Great Man Eloquent


For more than a hundred years everybody has been writing about Daniel Webster and some have written well, but it can be plausibly argued that only one has written truthfully. There are twelve formal lives of Webster listed in the Dictionary of American Biography , and this takes no account of shorter studies by historians, philosophers, journalists, orators, and every known brand of politician. Few Americans have been more assiduously studied’ over so long a period.

But if effective history is such knowledge of the past as modifies contemporary thought and action, then one must agree with William A. Dunning that truth in history is not necessarily what happened, but what men believe happened, for it is on their beliefs that they act. What the vast majority of Americans believe about Daniel Webster is only slightly related to the mass of documentary evidence that scholarship has turned up: but it is not on that account to be dismissed as untrue. Fact and truth are related, but they are not identical, which accounts for our ability to weld “sophist” and “moron” into one word—the eternal sophomore who may acquire massive factual knowledge, but whom truth eludes.

The pedestrian writers who have dealt with Webster, even Gamaliel Bradford the Younger, even Samuel Hopkins Adams, have been hamstrung by their reliance on demonstrable fact as the key to essential truth. Not until the man had been almost a century dead did one who was no pedestrian, but a rider on Pegasus, have the boldness to repudiate fact altogether and present Webster not as he was prior to 1852, but as he is now.

There was indeed a senator named Webster who represented Massachusetts, but he is dead. There was a fabulously successful corporation lawyer, but he too is dead, and who cares? There was a man, curiously compounded of wisdom and folly, who suffered adulation for his folly and denunciation for his wisdom, who tried to understand this world and failed, as we all do, and who. as we all must, eventually died.

There never was, in visible, tangible flesh, a man who performed the feats attributed to the hero of Stephen Vincent Benét’s allegory, The Devil and Daniel Webster . The story asserts that this advocate, as counsel for the defense in the case of Satan v. Jabez Stone , won a verdict and, incidentally, his own salvation from a jury composed of the twelve greatest villains in American history, because the advocate’s fiery patriotism burned away his client’s and his own offenses.
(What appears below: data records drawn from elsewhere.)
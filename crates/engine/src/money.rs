use std::{fmt, ops::Neg};

use chrono::NaiveDate;
use rust_decimal::Decimal;

use crate::{Currency, EngineError, ResultEngine};

/// Exact monetary amount in a given currency.
///
/// Amounts are `rust_decimal::Decimal`, so conversions and deductions never
/// go through floating point. Values in different currencies can only be
/// combined after an explicit [`Money::convert`] with a [`Rate`].
///
/// The value is signed, following the ledger convention:
/// - positive = expense / outflow
/// - negative = income / refund
///
/// # Examples
///
/// ```rust
/// use engine::{Currency, Money};
///
/// let spent = Money::from_minor(10_000, Currency::USD);
/// let refund = Money::from_minor(-2_550, Currency::USD);
/// assert_eq!(spent.checked_add(refund).unwrap().to_string(), "74.50 USD");
/// ```
#[derive(Clone, Copy, Debug, PartialEq, Eq, Hash)]
pub struct Money {
    amount: Decimal,
    currency: Currency,
}

impl Money {
    #[must_use]
    pub const fn new(amount: Decimal, currency: Currency) -> Self {
        Self { amount, currency }
    }

    #[must_use]
    pub const fn zero(currency: Currency) -> Self {
        Self::new(Decimal::ZERO, currency)
    }

    /// Builds money from a stored minor-unit amount (e.g. cents).
    #[must_use]
    pub fn from_minor(minor: i64, currency: Currency) -> Self {
        Self::new(Decimal::new(minor, currency.minor_units()), currency)
    }

    #[must_use]
    pub const fn amount(&self) -> Decimal {
        self.amount
    }

    #[must_use]
    pub const fn currency(&self) -> Currency {
        self.currency
    }

    #[must_use]
    pub fn is_zero(&self) -> bool {
        self.amount.is_zero()
    }

    #[must_use]
    pub fn is_positive(&self) -> bool {
        self.amount.is_sign_positive() && !self.amount.is_zero()
    }

    #[must_use]
    pub fn is_negative(&self) -> bool {
        self.amount.is_sign_negative() && !self.amount.is_zero()
    }

    #[must_use]
    pub fn abs(self) -> Self {
        Self::new(self.amount.abs(), self.currency)
    }

    /// Adds two amounts of the same currency.
    pub fn checked_add(self, rhs: Money) -> ResultEngine<Money> {
        self.ensure_same_currency(rhs)?;
        self.amount
            .checked_add(rhs.amount)
            .map(|amount| Self::new(amount, self.currency))
            .ok_or_else(|| EngineError::InvalidAmount("amount too large".to_string()))
    }

    /// Subtracts an amount of the same currency.
    pub fn checked_sub(self, rhs: Money) -> ResultEngine<Money> {
        self.checked_add(-rhs)
    }

    /// Converts into `rate.to()`; the rate must start from this currency.
    pub fn convert(self, rate: &Rate) -> ResultEngine<Money> {
        if rate.from != self.currency {
            return Err(EngineError::CurrencyMismatch(format!(
                "rate converts from {}, got {}",
                rate.from, self.currency
            )));
        }
        self.amount
            .checked_mul(rate.value)
            .map(|amount| Self::new(amount, rate.to))
            .ok_or_else(|| EngineError::InvalidAmount("amount too large".to_string()))
    }

    fn ensure_same_currency(&self, other: Money) -> ResultEngine<()> {
        if self.currency != other.currency {
            return Err(EngineError::CurrencyMismatch(format!(
                "cannot combine {} with {}",
                self.currency, other.currency
            )));
        }
        Ok(())
    }
}

impl Neg for Money {
    type Output = Money;

    fn neg(self) -> Self::Output {
        Self::new(-self.amount, self.currency)
    }
}

impl fmt::Display for Money {
    fn fmt(&self, f: &mut fmt::Formatter<'_>) -> fmt::Result {
        let scale = self.currency.minor_units().max(self.amount.scale());
        let mut amount = self.amount;
        amount.rescale(scale);
        write!(f, "{amount} {}", self.currency)
    }
}

/// Where a conversion rate came from.
#[derive(Clone, Copy, Debug, PartialEq, Eq, Hash)]
pub enum RateSource {
    /// A stored `exchange_rates` row.
    Stored,
    /// Source and target currency are the same and no row exists.
    Identity,
    /// No row for a cross-currency conversion; the value defaults to 1.
    Missing,
}

/// Multiplicative conversion rate for a given day.
#[derive(Clone, Copy, Debug, PartialEq, Eq)]
pub struct Rate {
    from: Currency,
    to: Currency,
    date: NaiveDate,
    value: Decimal,
    source: RateSource,
}

impl Rate {
    #[must_use]
    pub const fn stored(date: NaiveDate, from: Currency, to: Currency, value: Decimal) -> Self {
        Self {
            from,
            to,
            date,
            value,
            source: RateSource::Stored,
        }
    }

    /// 1:1 fallback used when no stored rate exists.
    #[must_use]
    pub fn fallback(date: NaiveDate, from: Currency, to: Currency) -> Self {
        let source = if from == to {
            RateSource::Identity
        } else {
            RateSource::Missing
        };
        Self {
            from,
            to,
            date,
            value: Decimal::ONE,
            source,
        }
    }

    #[must_use]
    pub const fn from(&self) -> Currency {
        self.from
    }

    #[must_use]
    pub const fn to(&self) -> Currency {
        self.to
    }

    #[must_use]
    pub const fn date(&self) -> NaiveDate {
        self.date
    }

    #[must_use]
    pub const fn value(&self) -> Decimal {
        self.value
    }

    #[must_use]
    pub const fn source(&self) -> RateSource {
        self.source
    }

    /// `true` when the rate is a default standing in for a missing row.
    #[must_use]
    pub fn is_configuration_gap(&self) -> bool {
        self.source == RateSource::Missing
    }
}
Nevertheless, in the eyes of posterity this fictional pleader has been the living Webster rather than the subject of the twelve biographies.

For the poet Benét did not create this figure any more than the poet Homer created the figure of Achilles. Like Homer,

’E’d ’eard sing by land and sea; An’ what ’e thought ’e might require, ’E went an’ took—

to distill it in the alembic of poetic art and produce the Immortal. He gathered up the pre-existing legends and traditions, stripped oft their crudity and added grace and dignity to a figure that the folk imagination had limned before Benét was born. But in so doing he revealed the potency of Daniel Webster in the modern world more precisely than any !actual historian has revealed it.

The potency does not rest upon the statutes Webster drew, the contracts he negotiated, nor the politics he played. It is based upon his success as the establisher of moods, and that kind of success is never attested by documents. On the contrary, the documentary evidence frequently seems to contradict it, which is so much the worse for the documentary evidence. It is just this failure of the letter to capture the spirit that is the ruin of biographers and historians and the opportunity of poets. Talking of Daniel Webster conveys little that is of importance today; it was when Benét began to sing that the still surviving power and glory appeared.

The industrious pedestrians have uncovered the facts down to astonishingly small details. A New Hampshire farmer, wise beyond most of his generation, spared one of his many children the hard labor of the fields because the boy was physically sickly, although mentally precocious. Instead, the boy was sent to the best teachers available and eventually to Dartmouth College. He justified this indulgence twice, first by helping one of his brothers through college, and later by abandoning a promising professional career to care for his parents in their declining years. But the lofty intelligence, like the Scriptural city set upon a hill, could not be hid; at 31 the man was in the House of Representatives from New Hampshire. This was in 1813, just before the final wreck of the Federalist party in the Hartford Convention at the beginning of 1815. With his party shot from under him, the young man repaired to Boston in 1816 and in ten years had pushed his income from legal practice to $15,000 a year—in purchasing power the equivalent of $50,000 to $75,000 today. He went to the Senate in 1827, became secretary of state in 1841, returned to the Senate in 1845, became secretary of state again in 1850, and died in 1852.